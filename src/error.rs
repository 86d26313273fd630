use thiserror::Error;

/// Errors raised while extracting, processing, or capturing hot box data.
#[derive(Debug, Error)]
pub enum HotboxError {
    #[error("io error: {0}")]
    Io(#[from] std::io::Error),

    /// a filtered line that is not a valid record, `index` counts filtered lines from 0
    #[error("record {index} could not be parsed: {source}")]
    Record {
        index: usize,
        #[source]
        source: serde_json::Error,
    },

    #[error("record {index} has no sensors[0] group")]
    MissingSensors { index: usize },

    #[error("no records found in the log")]
    EmptySeries,

    #[error("the moving average window must be at least 1")]
    ZeroWindow,

    #[error("moving average window {window} is larger than the {len} available values")]
    WindowTooLarge { window: usize, len: usize },

    #[error("serial port error: {0}")]
    Serial(#[from] serialport::Error),
}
* * * * *
Return each line of the listing that holds the string "average".

> [Expected answer]
    #[error("the moving average window must be at least 1")]
    #[error("moving average window {window} is larger than the {len} available values")]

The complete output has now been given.